Improving Inverse Folding models at Protein Stability Prediction without additional Training or Data

Oliver Dutton,Sandro Bottaro,Michele Invernizzi,Istvan Redl,Albert Chung,Falk Hoffmann,Louie Henderson,Stefano Ruschetta,Fabio Airoldi,Benjamin M J Owens,Patrik Foerch,Carlo Fisicaro,Kamil Tamiola
DOI: https://doi.org/10.1101/2024.06.15.599145
2024-09-09
Abstract:Deep learning protein sequence models have shown outstanding performance at de novo protein design and variant effect prediction. We substantially improve performance without further training or use of additional experimental data by introducing a second term derived from the models themselves which align outputs for the task of stability prediction. On a task to predict variants which increase protein stability the absolute success probabilities of P MPNN and ESM are improved by 11% and 5% respectively. We term these models P MPNN- G and ESM - G.
Biophysics
What problem does this paper attempt to address?

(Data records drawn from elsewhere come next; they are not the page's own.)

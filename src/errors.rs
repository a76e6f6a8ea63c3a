use axum::{
    http::StatusCode,
    response::{IntoResponse, Response},
    Json,
};
use sea_orm::error::DbErr;
use serde::{Deserialize, Serialize};

/// Error payload returned by every HTTP endpoint
#[derive(Debug, Serialize, Deserialize)]
pub struct ErrorResponse {
    /// Always `"error"`
    pub status: String,
    /// HTTP status category (e.g., "Not Found", "Internal Server Error")
    pub error: String,
    /// Human-readable error description
    pub message: String,
    /// Underlying cause, present for fatal pipeline failures
    #[serde(skip_serializing_if = "Option::is_none")]
    pub details: Option<String>,
    /// RFC 3339 timestamp when the error was rendered
    pub timestamp: String,
}

#[derive(Debug, thiserror::Error)]
pub enum ServiceError {
    #[error("Database error: {0}")]
    DatabaseError(#[from] DbErr),

    #[error("Connection error: {0}")]
    ConnectionError(String),

    #[error("Run id allocation failed: {0}")]
    AllocationError(String),

    #[error("Forecast processing failed for reagent {reagent_id}: {source}")]
    ProcessingError {
        reagent_id: i32,
        #[source]
        source: Box<ServiceError>,
    },

    #[error("Model error: {0}")]
    ModelError(String),

    #[error("Not found: {0}")]
    NotFound(String),

    #[error("Validation error: {0}")]
    ValidationError(String),

    #[error("Other error: {0}")]
    Other(#[from] anyhow::Error),
}

impl From<validator::ValidationErrors> for ServiceError {
    fn from(err: validator::ValidationErrors) -> Self {
        ServiceError::ValidationError(err.to_string())
    }
}

impl ServiceError {
    /// Wraps a failure raised while handling one reagent so the run aborts with context.
    pub fn processing(reagent_id: i32, source: ServiceError) -> Self {
        match source {
            already @ ServiceError::ProcessingError { .. } => already,
            other => ServiceError::ProcessingError {
                reagent_id,
                source: Box::new(other),
            },
        }
    }

    /// Returns the HTTP status code for this error.
    pub fn status_code(&self) -> StatusCode {
        match self {
            Self::NotFound(_) => StatusCode::NOT_FOUND,
            Self::ValidationError(_) => StatusCode::BAD_REQUEST,
            Self::ConnectionError(_) => StatusCode::SERVICE_UNAVAILABLE,
            Self::DatabaseError(_)
            | Self::AllocationError(_)
            | Self::ProcessingError { .. }
            | Self::ModelError(_)
            | Self::Other(_) => StatusCode::INTERNAL_SERVER_ERROR,
        }
    }

    /// Message suitable for HTTP responses.
    /// Raw database errors are not echoed back to callers.
    pub fn response_message(&self) -> String {
        match self {
            Self::DatabaseError(_) => "Database error".to_string(),
            Self::Other(_) => "Internal server error".to_string(),
            Self::ConnectionError(_) => "Database connection error".to_string(),
            Self::AllocationError(_) => "Could not allocate a prediction run id".to_string(),
            Self::ProcessingError { reagent_id, .. } => {
                format!("Forecast run aborted while processing reagent {}", reagent_id)
            }
            _ => self.to_string(),
        }
    }

    /// Cause reported alongside fatal pipeline failures.
    pub fn cause(&self) -> Option<String> {
        match self {
            Self::ConnectionError(cause) | Self::AllocationError(cause) => Some(cause.clone()),
            Self::ProcessingError { source, .. } => Some(source.to_string()),
            _ => None,
        }
    }
}

impl IntoResponse for ServiceError {
    fn into_response(self) -> Response {
        let status = self.status_code();
        let err = ErrorResponse {
            status: "error".to_string(),
            error: status.canonical_reason().unwrap_or("Error").to_string(),
            message: self.response_message(),
            details: self.cause(),
            timestamp: chrono::Utc::now().to_rfc3339(),
        };

        (status, Json(err)).into_response()
    }
}

#[cfg(test)]
mod tests {
    use super::*;
    use assert_matches::assert_matches;
    use axum::body::to_bytes;

    #[test]
    fn processing_error_keeps_innermost_reagent() {
        let inner = ServiceError::processing(3, ServiceError::ModelError("singular fit".into()));
        let outer = ServiceError::processing(9, inner);

        assert_matches!(outer, ServiceError::ProcessingError { reagent_id: 3, .. });
    }

    #[test]
    fn status_code_mapping() {
        assert_eq!(
            ServiceError::NotFound("x".into()).status_code(),
            StatusCode::NOT_FOUND
        );
        assert_eq!(
            ServiceError::ConnectionError("refused".into()).status_code(),
            StatusCode::SERVICE_UNAVAILABLE
        );
        assert_eq!(
            ServiceError::processing(1, ServiceError::ModelError("x".into())).status_code(),
            StatusCode::INTERNAL_SERVER_ERROR
        );
        assert_eq!(
            ServiceError::ValidationError("x".into()).status_code(),
            StatusCode::BAD_REQUEST
        );
    }

    #[test]
    fn response_message_hides_database_details() {
        let err = ServiceError::DatabaseError(DbErr::Custom("table secrets missing".into()));
        assert_eq!(err.response_message(), "Database error");
        assert_eq!(err.cause(), None);
    }

    #[tokio::test]
    async fn fatal_error_body_carries_cause() {
        let err = ServiceError::processing(7, ServiceError::ModelError("diverged".into()));
        let response = err.into_response();
        assert_eq!(response.status(), StatusCode::INTERNAL_SERVER_ERROR);

        let body = to_bytes(response.into_body(), usize::MAX).await.unwrap();
        let payload: ErrorResponse = serde_json::from_slice(&body).unwrap();
        assert_eq!(payload.status, "error");
        assert_eq!(
            payload.message,
            "Forecast run aborted while processing reagent 7"
        );
        assert_eq!(payload.details.as_deref(), Some("Model error: diverged"));
    }
}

The paper aims to address the problem of protein stability prediction, specifically improving the performance of inverse folding models without using additional training or experimental data. Specifically, the paper introduces a new method to enhance the accuracy of two popular models (PROTEIN MPNN and ESM IF) in predicting the impact of single-point mutations on protein stability. The main improvements include: 1. **Utilizing Maximum Sequence Context**: By adjusting the decoding order, the model can use more sequence information, thereby improving prediction accuracy. 2. **Utilizing Logit Perturbation Between Different Inputs**: An additional term is introduced to correct information based solely on backbone atoms, ensuring it does not affect stability prediction. 3. **Reduced Time Complexity**: A new decoding scheme is proposed to reduce computational costs, making large-scale proteome-level mutation stability prediction feasible. With these improvements, the paper demonstrates significant performance enhancements of PROTEIN MPNN-DDG and ESM IF-DDG on three benchmark datasets, and higher efficiency in practical applications.